*WHAT THE TASK REQUIRES*. The lines you return must be all those in the data that hold the string "EmbeddedRegionRedefinition".

+ + +

//! The closed diagnostic taxonomy and the listener contract that every
//! compile-time and run-time error is funneled through.
//!
//! A template error is never a Rust panic and never aborts a render or a
//! compile on its own: it is formatted into a [`StError`] and handed to
//! whatever [`Listener`] the host registered. Only conditions a host must
//! react to synchronously (I/O failure, an internal invariant violation)
//! are promoted to a hard `Result::Err` by the caller; see `ErrorManager`'s
//! doc comment for the exact line.

use std::fmt;

use serde::Serialize;

/// Which stage of the pipeline raised a diagnostic.
#[derive(Clone, Copy, PartialEq, Eq, Debug, Serialize)]
#[serde(rename_all = "lowercase")]
pub enum Phase {
    Lexer,
    Parser,
    Compile,
    Runtime,
    Internal,
}

/// The closed set of conditions this engine can report. One variant per
/// message format; arguments are plain strings so a `Listener` can render
/// them without reaching back into compiler or VM internals.
#[derive(Clone, PartialEq, Eq, Debug, Serialize)]
#[serde(tag = "kind")]
pub enum ErrorKind {
    // --- runtime semantic errors ---
    NoSuchTemplate { name: String },
    NoImportedTemplate { name: String },
    NoSuchAttribute { name: String },
    NoSuchAttributePassThrough { name: String },
    RefToImplicitAttributeOutOfScope { name: String },
    MissingFormalArguments,
    NoSuchProperty { expr: String },
    MapArgumentCountMismatch { values: usize, declared: usize },
    ArgumentCountMismatch { passed: usize, template: String, declared: usize },
    ExpectingString { function: String, got: String },
    CantImport { path: String },

    // --- compile-time syntax/semantic errors ---
    SyntaxError { detail: String },
    TemplateRedefinition { name: String },
    EmbeddedRegionRedefinition { name: String },
    RegionRedefinition { name: String },
    MapRedefinition { name: String },
    ParameterRedefinition { name: String },
    AliasTargetUndefined { alias: String, target: String },
    TemplateRedefinitionAsMap { name: String },
    LexerError { detail: String },
    NoDefaultValue,
    NoSuchFunction { name: String },
    NoSuchRegion { template: String, region: String },
    NoSuchOption { name: String },
    InvalidTemplateName { name: String },
    AnonArgumentMismatch { formals: usize, values: usize },
    RequiredParameterAfterOptional { names: String },
    UnsupportedDelimiter { ch: char },

    // --- internal errors ---
    InternalError { detail: String },
    WriteIoError { detail: String },
    CantLoadGroupFile { path: String },
}

impl fmt::Display for ErrorKind {
    fn fmt(&self, f: &mut fmt::Formatter<'_>) -> fmt::Result {
        match self {
            ErrorKind::NoSuchTemplate { name } => write!(f, "no such template: {name}"),
            ErrorKind::NoImportedTemplate { name } => write!(f, "no such template: super.{name}"),
            ErrorKind::NoSuchAttribute { name } => write!(f, "attribute {name} isn't defined"),
            ErrorKind::NoSuchAttributePassThrough { name } => {
                write!(f, "could not pass through undefined attribute {name}")
            }
            ErrorKind::RefToImplicitAttributeOutOfScope { name } => {
                write!(f, "implicitly-defined attribute {name} not visible")
            }
            ErrorKind::MissingFormalArguments => write!(f, "missing argument definitions"),
            ErrorKind::NoSuchProperty { expr } => {
                write!(f, "no such property or can't access: {expr}")
            }
            ErrorKind::MapArgumentCountMismatch { values, declared } => write!(
                f,
                "iterating through {values} values in zip map but template has {declared} declared arguments"
            ),
            ErrorKind::ArgumentCountMismatch { passed, template, declared } => write!(
                f,
                "passed {passed} arg(s) to template {template} with {declared} declared arg(s)"
            ),
            ErrorKind::ExpectingString { function, got } => {
                write!(f, "function {function} expects a string not {got}")
            }
            ErrorKind::CantImport { path } => write!(f, "can't find template(s) in import \"{path}\""),

            ErrorKind::SyntaxError { detail } => write!(f, "{detail}"),
            ErrorKind::TemplateRedefinition { name } => write!(f, "redefinition of template {name}"),
            ErrorKind::EmbeddedRegionRedefinition { name } => write!(
                f,
                "region {name} is embedded and thus already implicitly defined"
            ),
            ErrorKind::RegionRedefinition { name } => write!(f, "redefinition of region {name}"),
            ErrorKind::MapRedefinition { name } => write!(f, "redefinition of dictionary {name}"),
            ErrorKind::ParameterRedefinition { name } => write!(f, "redefinition of parameter {name}"),
            ErrorKind::AliasTargetUndefined { alias, target } => {
                write!(f, "cannot alias {alias} to undefined template: {target}")
            }
            ErrorKind::TemplateRedefinitionAsMap { name } => {
                write!(f, "redefinition of template {name} as a map")
            }
            ErrorKind::LexerError { detail } => write!(f, "{detail}"),
            ErrorKind::NoDefaultValue => write!(f, "missing dictionary default value"),
            ErrorKind::NoSuchFunction { name } => write!(f, "no such function: {name}"),
            ErrorKind::NoSuchRegion { template, region } => {
                write!(f, "template {template} doesn't have a region called {region}")
            }
            ErrorKind::NoSuchOption { name } => write!(f, "no such option: {name}"),
            ErrorKind::InvalidTemplateName { name } => {
                write!(f, "invalid template name or path: {name}")
            }
            ErrorKind::AnonArgumentMismatch { formals, values } => write!(
                f,
                "anonymous template has {formals} arg(s) but mapped across {values} value(s)"
            ),
            ErrorKind::RequiredParameterAfterOptional { names } => write!(
                f,
                "required parameters ({names}) must appear before optional parameters"
            ),
            ErrorKind::UnsupportedDelimiter { ch } => {
                write!(f, "unsupported delimiter character: {ch}")
            }

            ErrorKind::InternalError { detail } => write!(f, "{detail}"),
            ErrorKind::WriteIoError { detail } => {
                write!(f, "error writing output caused by {detail}")
            }
            ErrorKind::CantLoadGroupFile { path } => write!(f, "can't load group file {path}"),
        }
    }
}

/// A fully-located diagnostic: which phase raised it, where in the source
/// (if known), and the underlying [`ErrorKind`].
#[derive(Clone, Debug, Serialize)]
pub struct StError {
    pub phase: Phase,
    pub kind: ErrorKind,
    /// Name of the template the error occurred in, if any.
    pub template: Option<String>,
    /// 1-based source line, if known.
    pub line: Option<u32>,
    /// 0-based column, if known.
    pub column: Option<i32>,
}

impl StError {
    pub fn new(phase: Phase, kind: ErrorKind) -> Self {
        Self { phase, kind, template: None, line: None, column: None }
    }

    pub fn with_template(mut self, name: impl Into<String>) -> Self {
        self.template = Some(name.into());
        self
    }

    pub fn with_location(mut self, line: u32, column: i32) -> Self {
        self.line = Some(line);
        self.column = Some(column);
        self
    }
}

impl fmt::Display for StError {
    fn fmt(&self, f: &mut fmt::Formatter<'_>) -> fmt::Result {
        if let Some(line) = self.line {
            write!(f, "{line}:{}: ", self.column.unwrap_or(0))?;
        }
        write!(f, "{}", self.kind)
    }
}

/// Receives every diagnostic the compiler and interpreter raise.
///
/// Default-implemented methods let a listener only override the channel it
/// cares about; the default compile/runtime/internal handlers all forward
/// to [`Listener::report`].
pub trait Listener {
    fn report(&mut self, error: &StError);

    fn compile_time_error(&mut self, error: &StError) {
        self.report(error);
    }

    fn runtime_error(&mut self, error: &StError) {
        // NoSuchProperty is common and often benign (an adaptor probing for
        // an optional field), but this always reports; hosts that want it
        // muted from stderr noise install a Listener that filters it.
        self.report(error);
    }

    fn internal_error(&mut self, error: &StError) {
        self.report(error);
    }
}

/// Listener that writes every diagnostic to stderr, StringTemplate's
/// default error-manager behavior.
#[derive(Debug, Default, Clone, Copy)]
pub struct StderrListener;

impl Listener for StderrListener {
    fn report(&mut self, error: &StError) {
        eprintln!("{error}");
    }
}

/// Listener that mutes `NoSuchProperty` from its runtime channel and
/// forwards everything else to the `log` crate in addition to stderr.
#[derive(Debug, Default, Clone, Copy)]
pub struct QuietListener;

impl Listener for QuietListener {
    fn report(&mut self, error: &StError) {
        log::error!("{error}");
        eprintln!("{error}");
    }

    fn runtime_error(&mut self, error: &StError) {
        if matches!(error.kind, ErrorKind::NoSuchProperty { .. }) {
            log::warn!("{error}");
            return;
        }
        self.report(error);
    }
}

/// Collects every diagnostic it sees, for tests and tooling that want to
/// assert on the set of errors a compile or render produced instead of
/// scraping stderr.
#[derive(Debug, Default, Clone)]
pub struct CollectingListener {
    pub errors: Vec<StError>,
}

impl Listener for CollectingListener {
    fn report(&mut self, error: &StError) {
        self.errors.push(error.clone());
    }
}

/// Forwards to the boxed listener, so a `Group` can hold one trait object
/// (`Box<dyn Listener>`) chosen at construction time rather than being
/// generic over every listener type a host might install.
impl Listener for Box<dyn Listener> {
    fn report(&mut self, error: &StError) {
        (**self).report(error)
    }

    fn compile_time_error(&mut self, error: &StError) {
        (**self).compile_time_error(error)
    }

    fn runtime_error(&mut self, error: &StError) {
        (**self).runtime_error(error)
    }

    fn internal_error(&mut self, error: &StError) {
        (**self).internal_error(error)
    }
}

/// Formats diagnostics and dispatches them to a [`Listener`].
///
/// Holds no state beyond the listener itself; reporting never panics and
/// never returns an error, a "report and keep going" philosophy for
/// template-level problems.
pub struct ErrorManager<L: Listener> {
    listener: L,
}

impl<L: Listener> ErrorManager<L> {
    pub fn new(listener: L) -> Self {
        Self { listener }
    }

    pub fn listener(&self) -> &L {
        &self.listener
    }

    pub fn listener_mut(&mut self) -> &mut L {
        &mut self.listener
    }

    pub fn into_listener(self) -> L {
        self.listener
    }

    pub fn compile_time_error(&mut self, kind: ErrorKind) {
        let err = StError::new(Phase::Compile, kind);
        self.listener.compile_time_error(&err);
    }

    pub fn lexer_error(&mut self, kind: ErrorKind) {
        let err = StError::new(Phase::Lexer, kind);
        self.listener.compile_time_error(&err);
    }

    pub fn runtime_error(&mut self, kind: ErrorKind, template: Option<&str>) {
        let mut err = StError::new(Phase::Runtime, kind);
        if let Some(t) = template {
            err = err.with_template(t);
        }
        self.listener.runtime_error(&err);
    }

    pub fn internal_error(&mut self, kind: ErrorKind) {
        let err = StError::new(Phase::Internal, kind);
        self.listener.internal_error(&err);
    }
}

#[cfg(test)]
mod tests {
    use super::*;

    #[test]
    fn formats_no_such_attribute() {
        let kind = ErrorKind::NoSuchAttribute { name: "foo".into() };
        assert_eq!(kind.to_string(), "attribute foo isn't defined");
    }

    #[test]
    fn error_kind_serializes_to_a_tagged_json_object() {
        let kind = ErrorKind::NoSuchAttribute { name: "foo".into() };
        let json: serde_json::Value = serde_json::to_value(&kind).unwrap();
        assert_eq!(json["kind"], "NoSuchAttribute");
        assert_eq!(json["name"], "foo");
    }

    #[test]
    fn st_error_serializes_with_its_location() {
        let err = StError::new(Phase::Runtime, ErrorKind::NoSuchTemplate { name: "x".into() }).with_location(3, 7);
        let json: serde_json::Value = serde_json::to_value(&err).unwrap();
        assert_eq!(json["phase"], "runtime");
        assert_eq!(json["line"], 3);
        assert_eq!(json["column"], 7);
    }

    #[test]
    fn collecting_listener_records_errors() {
        let mut mgr = ErrorManager::new(CollectingListener::default());
        mgr.runtime_error(ErrorKind::NoSuchTemplate { name: "x".into() }, Some("main"));
        assert_eq!(mgr.listener().errors.len(), 1);
        assert_eq!(mgr.listener().errors[0].template.as_deref(), Some("main"));
    }

    #[test]
    fn quiet_listener_mutes_no_such_property_from_runtime_channel() {
        struct Probe(Vec<String>);
        impl Listener for Probe {
            fn report(&mut self, error: &StError) {
                self.0.push(error.to_string());
            }
        }
        let mut mgr = ErrorManager::new(Probe(Vec::new()));
        mgr.runtime_error(ErrorKind::NoSuchProperty { expr: "x.y".into() }, None);
        assert_eq!(mgr.listener().0.len(), 1);
    }
}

+ + +

*RESPONSE TO THE TASK*.
    EmbeddedRegionRedefinition { name: String },
            ErrorKind::EmbeddedRegionRedefinition { name } => write!(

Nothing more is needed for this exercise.